[Extracted entries — start]

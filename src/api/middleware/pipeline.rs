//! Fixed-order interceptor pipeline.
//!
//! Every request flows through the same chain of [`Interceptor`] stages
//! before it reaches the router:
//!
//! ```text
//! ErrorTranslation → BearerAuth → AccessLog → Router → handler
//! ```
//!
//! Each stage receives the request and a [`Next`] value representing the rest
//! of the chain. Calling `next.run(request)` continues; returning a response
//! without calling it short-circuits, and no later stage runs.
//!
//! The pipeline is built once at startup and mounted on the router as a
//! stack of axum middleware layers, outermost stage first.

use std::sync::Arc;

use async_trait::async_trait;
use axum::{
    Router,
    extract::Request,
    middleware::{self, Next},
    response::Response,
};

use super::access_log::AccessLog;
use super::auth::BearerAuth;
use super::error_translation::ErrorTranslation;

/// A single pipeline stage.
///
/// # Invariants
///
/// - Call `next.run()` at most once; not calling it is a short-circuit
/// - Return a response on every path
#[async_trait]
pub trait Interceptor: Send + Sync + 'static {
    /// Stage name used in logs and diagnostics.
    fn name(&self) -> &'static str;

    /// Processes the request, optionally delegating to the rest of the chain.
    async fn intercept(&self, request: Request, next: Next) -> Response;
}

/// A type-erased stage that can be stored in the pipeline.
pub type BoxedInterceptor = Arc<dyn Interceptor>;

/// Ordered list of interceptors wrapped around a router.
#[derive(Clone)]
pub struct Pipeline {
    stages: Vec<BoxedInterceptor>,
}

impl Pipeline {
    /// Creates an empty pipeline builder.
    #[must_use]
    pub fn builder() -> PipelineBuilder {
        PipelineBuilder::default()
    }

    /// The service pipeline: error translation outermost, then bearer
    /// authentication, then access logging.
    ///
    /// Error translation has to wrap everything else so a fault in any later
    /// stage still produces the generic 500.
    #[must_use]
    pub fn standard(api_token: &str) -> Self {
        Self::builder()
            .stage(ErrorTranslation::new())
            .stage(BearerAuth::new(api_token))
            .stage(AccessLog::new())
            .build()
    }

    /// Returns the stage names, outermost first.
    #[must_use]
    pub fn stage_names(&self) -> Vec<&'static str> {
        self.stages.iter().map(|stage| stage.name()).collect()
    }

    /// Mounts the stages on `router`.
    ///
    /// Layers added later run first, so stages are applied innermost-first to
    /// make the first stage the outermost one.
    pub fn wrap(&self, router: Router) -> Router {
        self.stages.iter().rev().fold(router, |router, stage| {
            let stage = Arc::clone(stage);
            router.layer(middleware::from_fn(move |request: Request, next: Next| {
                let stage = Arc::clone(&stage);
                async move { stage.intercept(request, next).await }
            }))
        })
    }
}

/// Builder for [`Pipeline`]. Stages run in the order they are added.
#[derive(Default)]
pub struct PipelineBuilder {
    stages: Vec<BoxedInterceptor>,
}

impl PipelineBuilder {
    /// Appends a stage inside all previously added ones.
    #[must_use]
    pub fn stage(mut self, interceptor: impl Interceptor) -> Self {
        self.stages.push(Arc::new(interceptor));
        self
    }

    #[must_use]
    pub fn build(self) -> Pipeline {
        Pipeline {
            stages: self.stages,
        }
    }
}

[Extracted entries — finish]
[Extracted entries — start]

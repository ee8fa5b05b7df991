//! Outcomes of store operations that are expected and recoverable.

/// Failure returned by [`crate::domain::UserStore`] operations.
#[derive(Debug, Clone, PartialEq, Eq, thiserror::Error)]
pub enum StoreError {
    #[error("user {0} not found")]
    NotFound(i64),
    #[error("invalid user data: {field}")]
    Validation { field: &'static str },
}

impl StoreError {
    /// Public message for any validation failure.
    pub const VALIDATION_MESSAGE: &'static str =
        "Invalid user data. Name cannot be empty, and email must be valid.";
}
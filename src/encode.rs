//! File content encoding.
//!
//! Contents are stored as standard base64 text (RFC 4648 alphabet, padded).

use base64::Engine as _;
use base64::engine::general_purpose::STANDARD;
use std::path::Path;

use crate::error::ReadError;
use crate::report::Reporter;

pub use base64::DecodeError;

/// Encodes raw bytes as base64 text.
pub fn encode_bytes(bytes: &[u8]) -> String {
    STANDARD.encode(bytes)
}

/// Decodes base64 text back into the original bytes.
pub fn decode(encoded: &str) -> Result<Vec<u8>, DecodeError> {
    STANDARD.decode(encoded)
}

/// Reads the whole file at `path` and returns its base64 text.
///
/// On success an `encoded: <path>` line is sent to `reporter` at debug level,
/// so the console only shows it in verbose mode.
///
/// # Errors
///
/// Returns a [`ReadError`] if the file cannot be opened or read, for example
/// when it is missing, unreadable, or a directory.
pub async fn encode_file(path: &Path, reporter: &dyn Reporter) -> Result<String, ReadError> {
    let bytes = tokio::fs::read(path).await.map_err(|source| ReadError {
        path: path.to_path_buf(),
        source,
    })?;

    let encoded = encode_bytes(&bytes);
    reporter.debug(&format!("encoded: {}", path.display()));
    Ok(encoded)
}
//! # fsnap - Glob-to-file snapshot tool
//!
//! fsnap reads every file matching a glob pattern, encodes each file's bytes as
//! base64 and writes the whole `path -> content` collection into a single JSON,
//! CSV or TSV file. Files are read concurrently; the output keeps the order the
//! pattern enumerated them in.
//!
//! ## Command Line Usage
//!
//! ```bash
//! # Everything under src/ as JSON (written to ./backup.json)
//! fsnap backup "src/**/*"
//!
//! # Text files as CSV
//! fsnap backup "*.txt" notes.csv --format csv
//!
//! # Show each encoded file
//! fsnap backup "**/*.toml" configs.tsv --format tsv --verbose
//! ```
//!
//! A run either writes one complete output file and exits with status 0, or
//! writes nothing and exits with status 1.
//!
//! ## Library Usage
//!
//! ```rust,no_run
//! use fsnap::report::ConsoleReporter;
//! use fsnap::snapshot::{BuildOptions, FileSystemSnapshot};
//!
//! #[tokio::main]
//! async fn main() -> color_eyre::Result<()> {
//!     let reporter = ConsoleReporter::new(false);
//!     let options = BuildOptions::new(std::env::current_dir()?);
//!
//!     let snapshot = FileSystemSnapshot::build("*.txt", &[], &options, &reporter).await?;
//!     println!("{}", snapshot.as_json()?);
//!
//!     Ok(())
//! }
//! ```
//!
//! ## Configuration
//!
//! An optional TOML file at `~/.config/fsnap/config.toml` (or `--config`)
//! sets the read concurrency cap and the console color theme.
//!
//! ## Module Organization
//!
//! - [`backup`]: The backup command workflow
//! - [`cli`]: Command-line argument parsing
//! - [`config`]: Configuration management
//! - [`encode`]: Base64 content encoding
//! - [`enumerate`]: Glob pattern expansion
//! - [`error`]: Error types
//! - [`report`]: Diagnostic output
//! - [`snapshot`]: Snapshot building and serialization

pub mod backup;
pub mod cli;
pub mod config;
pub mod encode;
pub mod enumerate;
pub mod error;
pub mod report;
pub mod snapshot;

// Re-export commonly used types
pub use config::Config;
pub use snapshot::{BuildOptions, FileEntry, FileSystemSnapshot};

[Extracted entries — finish]

▶ _Task statement_:
Which of the lines above carry the string "struct"? Pick them out and copy them.

▶ _Solution to this exercise_:
pub struct Pipeline {
pub struct PipelineBuilder {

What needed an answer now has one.